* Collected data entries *
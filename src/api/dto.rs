use chrono::{DateTime, NaiveDate, Utc};
use rust_decimal::Decimal;
use serde::{Deserialize, Serialize};
use uuid::Uuid;

use crate::actors::{ComponentHealthView, SystemHealth};
use crate::domain::dispatch::{DispatchBatch, DispatchOutcome, LineResult};
use crate::domain::order::{
    DispatchLine, DispatchMetadata, LedgerLine, LogisticsDetails, OrderAggregate, OrderCommand, OrderLine,
    OrderStatus, Party, UnitType,
};

// ============================================================================
// Request / Response Bodies (camelCase JSON)
// ============================================================================

pub const DEFAULT_PAGE_LIMIT: usize = 10;
pub const MAX_PAGE_LIMIT: usize = 100;

// ----------------------------------------------------------------------------
// Orders
// ----------------------------------------------------------------------------

#[derive(Debug, Deserialize)]
#[serde(rename_all = "camelCase")]
pub struct CreateOrderRequest {
    pub order_no: String,
    pub client_id: Uuid,
    #[serde(default)]
    pub due_date: Option<NaiveDate>,
    #[serde(default)]
    pub gst_rate: Decimal,
    pub lines: Vec<OrderLine>,
}

impl From<CreateOrderRequest> for OrderCommand {
    fn from(request: CreateOrderRequest) -> Self {
        OrderCommand::PlaceOrder {
            order_no: request.order_no,
            client_id: request.client_id,
            due_date: request.due_date,
            gst_rate: request.gst_rate,
            lines: request.lines,
        }
    }
}

#[derive(Debug, Serialize)]
#[serde(rename_all = "camelCase")]
pub struct OrderLineView {
    pub product_id: Uuid,
    pub unit_type: UnitType,
    pub rate: Decimal,
    #[serde(skip_serializing_if = "Option::is_none")]
    pub discount: Option<Decimal>,
    #[serde(skip_serializing_if = "Option::is_none")]
    pub cash_rate: Option<Decimal>,
    pub ordered_quantity: Decimal,
    pub dispatched_quantity: Decimal,
    pub remaining_quantity: Decimal,
    pub amount: Decimal,
}

impl From<&LedgerLine> for OrderLineView {
    fn from(entry: &LedgerLine) -> Self {
        Self {
            product_id: entry.product_id(),
            unit_type: entry.line.unit_type,
            rate: entry.line.rate,
            discount: entry.line.discount,
            cash_rate: entry.line.cash_rate,
            ordered_quantity: entry.ordered_quantity(),
            dispatched_quantity: entry.dispatched_quantity,
            remaining_quantity: entry.remaining_quantity(),
            amount: entry.line.amount(),
        }
    }
}

#[derive(Debug, Serialize)]
#[serde(rename_all = "camelCase")]
pub struct OrderView {
    pub id: Uuid,
    pub order_no: String,
    pub client_id: Uuid,
    pub due_date: Option<NaiveDate>,
    pub gst_rate: Decimal,
    pub status: OrderStatus,
    pub total_amount: Decimal,
    pub dispatch_count: usize,
    pub lines: Vec<OrderLineView>,
    pub created_at: DateTime<Utc>,
    pub updated_at: DateTime<Utc>,
}

impl From<&OrderAggregate> for OrderView {
    fn from(order: &OrderAggregate) -> Self {
        Self {
            id: order.id,
            order_no: order.order_no.clone(),
            client_id: order.client_id,
            due_date: order.due_date,
            gst_rate: order.gst_rate,
            status: order.status(),
            total_amount: order.total_amount(),
            dispatch_count: order.active_dispatches().count(),
            lines: order.ledger.lines().iter().map(OrderLineView::from).collect(),
            created_at: order.created_at,
            updated_at: order.updated_at,
        }
    }
}

#[derive(Debug, Deserialize)]
pub struct PageQuery {
    pub page: Option<usize>,
    pub limit: Option<usize>,
}

impl PageQuery {
    /// 1-based page and a limit clamped to `1..=MAX_PAGE_LIMIT`
    pub fn resolve(&self) -> (usize, usize) {
        let page = self.page.unwrap_or(1).max(1);
        let limit = self.limit.unwrap_or(DEFAULT_PAGE_LIMIT).clamp(1, MAX_PAGE_LIMIT);
        (page, limit)
    }
}

#[derive(Debug, Serialize)]
#[serde(rename_all = "camelCase")]
pub struct OrderPage {
    pub orders: Vec<OrderView>,
    pub page: usize,
    pub limit: usize,
    pub total: usize,
}

// ----------------------------------------------------------------------------
// Sub-orders
// ----------------------------------------------------------------------------

#[derive(Debug, Deserialize)]
#[serde(rename_all = "camelCase")]
pub struct SubOrderLine {
    pub product_id: Uuid,
    pub quantity: Decimal,
    pub unit_type: UnitType,
    /// What the client believes is left; never trusted
    #[serde(default)]
    pub remaining_quantity: Option<Decimal>,
}

#[derive(Debug, Deserialize)]
#[serde(rename_all = "camelCase")]
pub struct AtomicSubOrderRequest {
    pub order_no: String,
    pub order_id: Uuid,
    pub client_id: Uuid,
    pub sub_orders: Vec<SubOrderLine>,
    #[serde(default)]
    pub idempotency_key: Option<String>,
}

impl AtomicSubOrderRequest {
    pub fn dispatch_lines(&self) -> Vec<DispatchLine> {
        self.sub_orders
            .iter()
            .map(|line| DispatchLine::new(line.product_id, line.quantity).with_unit(line.unit_type))
            .collect()
    }

    pub fn product_ids(&self) -> Vec<Uuid> {
        self.sub_orders.iter().map(|line| line.product_id).collect()
    }
}

#[derive(Debug, Serialize)]
#[serde(rename_all = "camelCase")]
pub struct AtomicSubOrderResponse {
    pub outcome: DispatchOutcome,
    pub results: Vec<LineResult>,
}

#[derive(Debug, Deserialize)]
#[serde(rename_all = "camelCase")]
pub struct DispatchRequest {
    pub order_id: Uuid,
    pub lines: Vec<DispatchLine>,
    #[serde(default)]
    pub consignee: Option<Party>,
    #[serde(default)]
    pub buyer: Option<Party>,
    #[serde(default)]
    pub logistics: LogisticsDetails,
    #[serde(default)]
    pub apply_gst: bool,
    #[serde(default)]
    pub idempotency_key: Option<String>,
}

impl DispatchRequest {
    pub fn metadata(&self) -> DispatchMetadata {
        DispatchMetadata {
            consignee: self.consignee.clone(),
            buyer: self.buyer.clone(),
            logistics: self.logistics.clone(),
            apply_gst: self.apply_gst,
        }
    }
}

#[derive(Debug, Serialize)]
#[serde(rename_all = "camelCase")]
pub struct DispatchHistory {
    pub order_id: Uuid,
    pub dispatches: Vec<DispatchBatch>,
}

// ----------------------------------------------------------------------------
// Health
// ----------------------------------------------------------------------------

#[derive(Debug, Serialize)]
#[serde(rename_all = "camelCase")]
pub struct HealthResponse {
    pub status: &'static str,
    #[serde(skip_serializing_if = "Option::is_none")]
    pub reason: Option<String>,
    pub components: Vec<ComponentHealthView>,
    pub check_time: DateTime<Utc>,
}

impl From<&SystemHealth> for HealthResponse {
    fn from(health: &SystemHealth) -> Self {
        let mut components: Vec<ComponentHealthView> =
            health.components.values().map(ComponentHealthView::from).collect();
        components.sort_by(|a, b| a.name.cmp(&b.name));

        Self {
            status: health.overall_status.label(),
            reason: health.overall_status.reason().map(str::to_string),
            components,
            check_time: health.check_time,
        }
    }
}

* Your objective *
In the entries above, tally the lines that hold the string "DispatchBatch" and give only the count.

* Result for this exercise *
2